PROBLEM TO WORK ON: Transcribe the following entries word for word. End with the line where "Concurrent vote collection" appears.

┌──

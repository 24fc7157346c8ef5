//! `GET /healthz`: a liveness probe reporting uptime and the active
//! session count, grounded in the teacher's `admin_api::HealthResponse`
//! shape minus the local-model-runtime fields this core has no use for.

use axum::extract::State;
use axum::response::{IntoResponse, Response};
use axum::Json;
use serde::Serialize;

use crate::app_state::AppState;

#[derive(Debug, Serialize)]
struct HealthResponse {
    status: &'static str,
    uptime_seconds: u64,
    active_sessions: usize,
}

pub async fn health(State(state): State<AppState>) -> Response {
    Json(HealthResponse {
        status: "ok",
        uptime_seconds: state.uptime_seconds(),
        active_sessions: state.sessions.active_session_count(),
    })
    .into_response()
}
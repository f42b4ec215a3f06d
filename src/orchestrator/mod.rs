//! Orchestration
//!
//! Concurrent vote collection and the path from question to audited result:
//! - Per-participant state machine with timeout, retry and backoff
//! - Quorum gate, overall deadline and cancellation
//! - Offline vote injection

pub mod config;
#[allow(clippy::module_inception)]
pub mod orchestrator;
pub mod participant;

pub use config::{OrchestratorConfig, RetryPolicy};
pub use orchestrator::Orchestrator;
pub use participant::{
    AttemptFailure, FailureKind, ParticipantOutcome, ParticipantState, ParticipantTracker,
};
//! Raw vote responses and the validation boundary.

use crate::consensus::vote::{Decision, Vote};
use crate::core::{Error, Result, Timestamp};
use serde::{Deserialize, Serialize};

/// A participant's reply as received, before validation.
///
/// Nothing here is trusted: the decision is free text and the confidence may
/// be out of range. [`VoteResponse::validate`] is the only way to turn one
/// into a [`Vote`].
#[derive(Clone, Debug, PartialEq, Serialize, Deserialize)]
pub struct VoteResponse {
    /// Who the reply claims to come from
    pub participant_id: String,
    /// Decision tag, expected to be YES / NO / ABSTAIN
    pub decision: String,
    /// Claimed confidence, expected in [0, 1]
    pub confidence: f64,
    /// Free-text justification
    #[serde(default)]
    pub reasoning: String,
}

impl VoteResponse {
    /// Create a response.
    pub fn new(
        participant_id: impl Into<String>,
        decision: impl Into<String>,
        confidence: f64,
    ) -> Self {
        Self {
            participant_id: participant_id.into(),
            decision: decision.into(),
            confidence,
            reasoning: String::new(),
        }
    }

    /// Add reasoning.
    pub fn with_reasoning(mut self, reasoning: impl Into<String>) -> Self {
        self.reasoning = reasoning.into();
        self
    }

    /// Validate into a [`Vote`] for `expected_participant`.
    ///
    /// Fails with [`Error::MalformedVote`] on an unknown decision tag, an
    /// out-of-range confidence, or a reply attributed to someone else.
    pub fn validate(&self, expected_participant: &str, received_at: Timestamp) -> Result<Vote> {
        if self.participant_id != expected_participant {
            return Err(Error::MalformedVote(format!(
                "reply for {} attributed to {}",
                expected_participant, self.participant_id
            )));
        }

        let decision: Decision = self.decision.parse()?;
        Vote::new(
            self.participant_id.clone(),
            decision,
            self.confidence,
            self.reasoning.clone(),
            received_at,
        )
    }
}

#[cfg(test)]
mod tests {
    use super::*;
    use crate::core::now;

    #[test]
    fn test_valid_response() {
        let vote = VoteResponse::new("agent-1", "yes", 0.7)
            .with_reasoning("looks right")
            .validate("agent-1", now())
            .unwrap();

        assert_eq!(vote.decision(), Decision::Yes);
        assert_eq!(vote.confidence(), 0.7);
        assert_eq!(vote.reasoning(), "looks right");
    }

    #[test]
    fn test_rejects_unknown_decision() {
        let err = VoteResponse::new("agent-1", "PROBABLY", 0.7)
            .validate("agent-1", now())
            .unwrap_err();
        assert!(matches!(err, Error::MalformedVote(_)));
    }

    #[test]
    fn test_rejects_out_of_range_confidence() {
        let err = VoteResponse::new("agent-1", "NO", 1.5)
            .validate("agent-1", now())
            .unwrap_err();
        assert!(matches!(err, Error::MalformedVote(_)));
    }

    #[test]
    fn test_rejects_misattributed_reply() {
        let err = VoteResponse::new("agent-2", "NO", 0.5)
            .validate("agent-1", now())
            .unwrap_err();
        assert!(err.to_string().contains("attributed to agent-2"));
    }

    #[test]
    fn test_deserialize_without_reasoning() {
        let json = r#"{"participant_id":"a","decision":"ABSTAIN","confidence":0.2}"#;
        let response: VoteResponse = serde_json::from_str(json).unwrap();
        assert!(response.reasoning.is_empty());
    }
}
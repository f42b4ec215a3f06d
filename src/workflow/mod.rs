//! Decision Workflow
//!
//! Multi-round decisions where each question may depend on earlier results:
//! - Strictly sequential rounds with abort and cancellation
//! - Prompt placeholders filled from the previous round

pub mod prompt;
#[allow(clippy::module_inception)]
pub mod workflow;

pub use prompt::render_prompt;
pub use workflow::{DecisionWorkflow, RoundTemplate, WorkflowState};
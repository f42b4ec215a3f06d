//! Audit record structure.
//!
//! One record per submitted question: the question as asked, the result, and
//! every participant's collection outcome, malformed replies included.
//! Records are chained by hash in append order.

use crate::consensus::{ConsensusQuestion, ConsensusResult};
use crate::core::{Hash256, Result, Timestamp};
use crate::orchestrator::ParticipantOutcome;
use serde::{Deserialize, Serialize};

/// An immutable audit record.
#[derive(Clone, Debug, PartialEq, Serialize, Deserialize)]
pub struct AuditRecord {
    /// Position in the log, starting at 0
    pub sequence: u64,
    /// When the record was appended
    pub recorded_at: Timestamp,
    /// The question as submitted
    pub question: ConsensusQuestion,
    /// The result returned to the caller
    pub result: ConsensusResult,
    /// Per-participant collection outcomes
    pub participants: Vec<ParticipantOutcome>,
    /// Question ID this record corrects, if any
    pub supersedes: Option<String>,
    /// Hash of the previous record (zero for the first)
    pub prev_hash: Hash256,
    /// Hash of this record's content and `prev_hash`
    pub hash: Hash256,
}

#[derive(Serialize)]
struct HashedContent<'a> {
    sequence: u64,
    recorded_at: &'a Timestamp,
    question: &'a ConsensusQuestion,
    result: &'a ConsensusResult,
    participants: &'a [ParticipantOutcome],
    supersedes: Option<&'a str>,
    prev_hash: &'a Hash256,
}

impl AuditRecord {
    /// ID of the recorded question.
    pub fn question_id(&self) -> &str {
        &self.question.question_id
    }

    /// Hash over every field except `hash` itself.
    ///
    /// The content is hashed in its JSON encoding, which escapes strings and
    /// keeps field order fixed, so re-importing an exported record
    /// reproduces the same bytes.
    pub fn compute_hash(&self) -> Result<Hash256> {
        let content = HashedContent {
            sequence: self.sequence,
            recorded_at: &self.recorded_at,
            question: &self.question,
            result: &self.result,
            participants: &self.participants,
            supersedes: self.supersedes.as_deref(),
            prev_hash: &self.prev_hash,
        };
        let bytes = serde_json::to_vec(&content)?;
        Ok(Hash256::digest(&[bytes.as_slice()]))
    }

    /// Whether the stored hash matches the content.
    pub fn verify_hash(&self) -> bool {
        matches!(self.compute_hash(), Ok(hash) if hash == self.hash)
    }

    /// Serialize to JSON.
    pub fn to_json(&self) -> Result<String> {
        Ok(serde_json::to_string(self)?)
    }

    /// Deserialize from JSON.
    pub fn from_json(json: &str) -> Result<Self> {
        Ok(serde_json::from_str(json)?)
    }
}

#[cfg(test)]
mod tests {
    use super::*;
    use crate::collector::VoteResponse;
    use crate::consensus::{ConsensusEngine, ConsensusStatus, Decision, Vote};
    use crate::core::{now, Error};
    use crate::orchestrator::ParticipantTracker;

    fn sealed(mut record: AuditRecord) -> AuditRecord {
        record.hash = record.compute_hash().unwrap();
        record
    }

    fn record_with(id: &str, prompt: &str, confidences: &[f64], calibration: f64) -> AuditRecord {
        let decisions = [Decision::Yes, Decision::No, Decision::Abstain];
        let participants: Vec<String> = (0..confidences.len() + 1).map(|i| format!("p{}", i)).collect();
        let question = ConsensusQuestion::builder(prompt)
            .id(id)
            .participants(participants.clone())
            .required_quorum(confidences.len().max(1))
            .calibration(calibration)
            .build()
            .unwrap();

        let votes: Vec<Vote> = confidences
            .iter()
            .enumerate()
            .map(|(i, c)| {
                Vote::new(&participants[i], decisions[i % 3], *c, format!("reason {}", i), now()).unwrap()
            })
            .collect();
        let mut outcomes: Vec<ParticipantOutcome> = votes
            .iter()
            .map(|v| {
                let mut tracker = ParticipantTracker::new(v.participant_id(), 1);
                tracker.begin_attempt();
                tracker.record_success(v.clone());
                tracker.into_outcome()
            })
            .collect();
        let silent = participants.last().unwrap();
        let mut tracker = ParticipantTracker::new(silent, 1);
        tracker.begin_attempt();
        tracker.record_failure(
            &Error::MalformedVote("confidence 1.3".to_string()),
            Some(VoteResponse::new(silent.as_str(), "YES", 1.3)),
        );
        outcomes.push(tracker.into_outcome());

        let tally = ConsensusEngine::new(calibration).tally(&votes);
        let result = ConsensusResult::from_tally(
            id,
            ConsensusStatus::Decided,
            tally,
            votes,
            vec![silent.clone()],
            42,
        );

        sealed(AuditRecord {
            sequence: 0,
            recorded_at: now(),
            question,
            result,
            participants: outcomes,
            supersedes: None,
            prev_hash: Hash256::zero(),
            hash: Hash256::zero(),
        })
    }

    fn record() -> AuditRecord {
        record_with("q-1", "Deploy?", &[0.95, 0.92, 0.60, 0.70, 0.50], 0.85)
    }

    #[test]
    fn test_hash_verifies() {
        let record = record();
        assert!(record.verify_hash());
        assert_eq!(record.question_id(), "q-1");
    }

    #[test]
    fn test_tampering_result_breaks_hash() {
        let mut tampered = record();
        tampered.result.final_decision = Some(Decision::No);
        assert!(!tampered.verify_hash());

        let mut tampered = record();
        tampered.result.reasoning_summary = "forged".to_string();
        assert!(!tampered.verify_hash());

        let mut tampered = record();
        tampered.result.duration_ms += 1;
        assert!(!tampered.verify_hash());
    }

    #[test]
    fn test_tampering_question_policy_breaks_hash() {
        let mut tampered = record();
        tampered.question.required_quorum -= 1;
        assert!(!tampered.verify_hash());

        let mut tampered = record();
        tampered.question.calibration = 2.0;
        assert!(!tampered.verify_hash());

        let mut tampered = record();
        tampered.question.max_retries += 1;
        assert!(!tampered.verify_hash());
    }

    #[test]
    fn test_tampering_votes_breaks_hash() {
        let mut tampered = record();
        let original = tampered.result.votes_received[0].clone();
        tampered.result.votes_received[0] = Vote::new(
            original.participant_id(),
            original.decision(),
            original.confidence(),
            "rewritten reasoning",
            original.received_at(),
        )
        .unwrap();
        assert!(!tampered.verify_hash());
    }

    #[test]
    fn test_tampering_participants_breaks_hash() {
        let mut tampered = record();
        tampered.participants.last_mut().unwrap().failures.clear();
        assert!(!tampered.verify_hash());

        let mut tampered = record();
        tampered.participants.last_mut().unwrap().malformed_response = None;
        assert!(!tampered.verify_hash());
    }

    #[test]
    fn test_tampering_chain_link_breaks_hash() {
        let mut tampered = record();
        tampered.prev_hash = Hash256::digest(&[b"other"]);
        assert!(!tampered.verify_hash());
    }

    #[test]
    fn test_field_boundaries_are_unambiguous() {
        let mut first = record_with("x", "y:z", &[0.5], 1.0);
        let mut second = record_with("x:y", "z", &[0.5], 1.0);
        second.recorded_at = first.recorded_at;
        second.result = first.result.clone();
        second.participants = first.participants.clone();
        first.hash = first.compute_hash().unwrap();
        second.hash = second.compute_hash().unwrap();
        assert_ne!(first.hash, second.hash);
    }

    #[test]
    fn test_json_roundtrip_keeps_hash_valid() {
        let calibrations = [0.85, 0.3, 1.0, 1.7, 2.0];
        let confidence_sets: [&[f64]; 4] = [
            &[0.95, 0.92, 0.60, 0.70, 0.50],
            &[0.1, 0.2, 0.7],
            &[0.33, 0.67, 0.01, 0.99],
            &[1.0 / 3.0, 2.0 / 7.0, 0.83 / 3.67],
        ];

        for calibration in calibrations {
            for confidences in confidence_sets {
                let record = record_with("q-rt", "Ship?", confidences, calibration);
                let parsed = AuditRecord::from_json(&record.to_json().unwrap()).unwrap();

                assert_eq!(
                    parsed.result.weighted_score.to_bits(),
                    record.result.weighted_score.to_bits()
                );
                assert_eq!(parsed, record);
                assert!(parsed.verify_hash(), "calibration {calibration}, {confidences:?}");
            }
        }
    }
}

└──

RESULT OF THE TASK:
repository 24fc7157346c8ef5
//! `GET /healthz`: a liveness probe reporting uptime and the active
//! session count, grounded in the teacher's `admin_api::HealthResponse`
//! shape minus the local-model-runtime fields this core has no use for.

use axum::extract::State;
use axum::response::{IntoResponse, Response};
use axum::Json;
use serde::Serialize;

use crate::app_state::AppState;

#[derive(Debug, Serialize)]
struct HealthResponse {
    status: &'static str,
    uptime_seconds: u64,
    active_sessions: usize,
}

pub async fn health(State(state): State<AppState>) -> Response {
    Json(HealthResponse {
        status: "ok",
        uptime_seconds: state.uptime_seconds(),
        active_sessions: state.sessions.active_session_count(),
    })
    .into_response()
}
repository f42b4ec215a3f06d
filename src/orchestrator/mod.rs
//! Orchestration
//!
//! Concurrent vote collection and the path from question to audited result:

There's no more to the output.